● EXERCISE DIRECTIONS
Search the material below for the string "launch" and extract each line that has it.

◇ ◇ ◇ ◇

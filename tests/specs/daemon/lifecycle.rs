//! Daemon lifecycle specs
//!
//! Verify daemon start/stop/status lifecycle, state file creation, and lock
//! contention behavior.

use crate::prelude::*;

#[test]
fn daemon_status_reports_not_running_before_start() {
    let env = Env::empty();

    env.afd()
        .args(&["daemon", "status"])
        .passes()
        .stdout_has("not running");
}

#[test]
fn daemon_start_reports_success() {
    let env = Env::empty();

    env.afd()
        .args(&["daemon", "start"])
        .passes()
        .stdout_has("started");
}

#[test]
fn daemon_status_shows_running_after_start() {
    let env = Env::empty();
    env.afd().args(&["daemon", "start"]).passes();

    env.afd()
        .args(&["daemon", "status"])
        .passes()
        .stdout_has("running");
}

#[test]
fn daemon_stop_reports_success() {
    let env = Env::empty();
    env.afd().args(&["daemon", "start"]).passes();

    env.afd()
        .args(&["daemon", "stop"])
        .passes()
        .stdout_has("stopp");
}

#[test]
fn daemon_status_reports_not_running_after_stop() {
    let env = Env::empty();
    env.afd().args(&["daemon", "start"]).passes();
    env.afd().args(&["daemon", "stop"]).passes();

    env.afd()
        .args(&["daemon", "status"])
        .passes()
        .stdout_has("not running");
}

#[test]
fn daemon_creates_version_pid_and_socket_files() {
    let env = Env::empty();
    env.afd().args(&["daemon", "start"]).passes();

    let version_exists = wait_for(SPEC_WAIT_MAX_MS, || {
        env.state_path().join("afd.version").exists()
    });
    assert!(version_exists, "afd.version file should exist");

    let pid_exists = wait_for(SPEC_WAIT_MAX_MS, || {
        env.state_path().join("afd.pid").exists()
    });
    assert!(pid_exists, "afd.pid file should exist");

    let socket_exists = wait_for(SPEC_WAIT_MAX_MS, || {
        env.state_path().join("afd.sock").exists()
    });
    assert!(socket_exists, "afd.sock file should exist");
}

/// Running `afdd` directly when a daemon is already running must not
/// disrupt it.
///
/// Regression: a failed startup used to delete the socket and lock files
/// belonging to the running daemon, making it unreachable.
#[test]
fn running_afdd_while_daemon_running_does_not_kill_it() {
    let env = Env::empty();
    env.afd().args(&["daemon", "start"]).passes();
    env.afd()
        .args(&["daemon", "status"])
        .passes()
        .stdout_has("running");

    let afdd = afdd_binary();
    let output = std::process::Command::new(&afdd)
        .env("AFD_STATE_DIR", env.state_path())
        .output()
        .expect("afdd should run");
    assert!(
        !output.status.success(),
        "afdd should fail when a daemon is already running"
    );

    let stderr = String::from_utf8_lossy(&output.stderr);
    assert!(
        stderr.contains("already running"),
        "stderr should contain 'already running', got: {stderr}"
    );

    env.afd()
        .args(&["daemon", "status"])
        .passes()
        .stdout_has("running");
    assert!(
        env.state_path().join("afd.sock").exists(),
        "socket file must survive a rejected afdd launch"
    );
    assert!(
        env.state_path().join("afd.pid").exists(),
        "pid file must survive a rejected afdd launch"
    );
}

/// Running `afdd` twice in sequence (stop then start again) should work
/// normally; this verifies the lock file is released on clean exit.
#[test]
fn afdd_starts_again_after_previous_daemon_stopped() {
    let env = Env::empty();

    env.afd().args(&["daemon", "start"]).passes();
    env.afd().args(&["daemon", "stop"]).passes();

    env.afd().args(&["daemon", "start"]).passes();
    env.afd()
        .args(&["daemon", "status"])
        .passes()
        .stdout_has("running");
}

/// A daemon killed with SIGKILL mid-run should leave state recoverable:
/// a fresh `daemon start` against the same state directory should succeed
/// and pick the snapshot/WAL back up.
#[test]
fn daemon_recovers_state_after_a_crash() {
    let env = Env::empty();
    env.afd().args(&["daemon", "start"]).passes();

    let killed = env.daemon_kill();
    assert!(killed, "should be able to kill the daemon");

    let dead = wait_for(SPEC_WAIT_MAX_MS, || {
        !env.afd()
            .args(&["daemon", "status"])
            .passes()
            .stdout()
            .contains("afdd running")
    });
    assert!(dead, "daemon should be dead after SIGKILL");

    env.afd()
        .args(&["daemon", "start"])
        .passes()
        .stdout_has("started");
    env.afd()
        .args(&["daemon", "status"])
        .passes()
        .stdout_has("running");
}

◇ ◇ ◇ ◇

● WRITTEN RESPONSE
        "socket file must survive a rejected afdd launch"
        "pid file must survive a rejected afdd launch"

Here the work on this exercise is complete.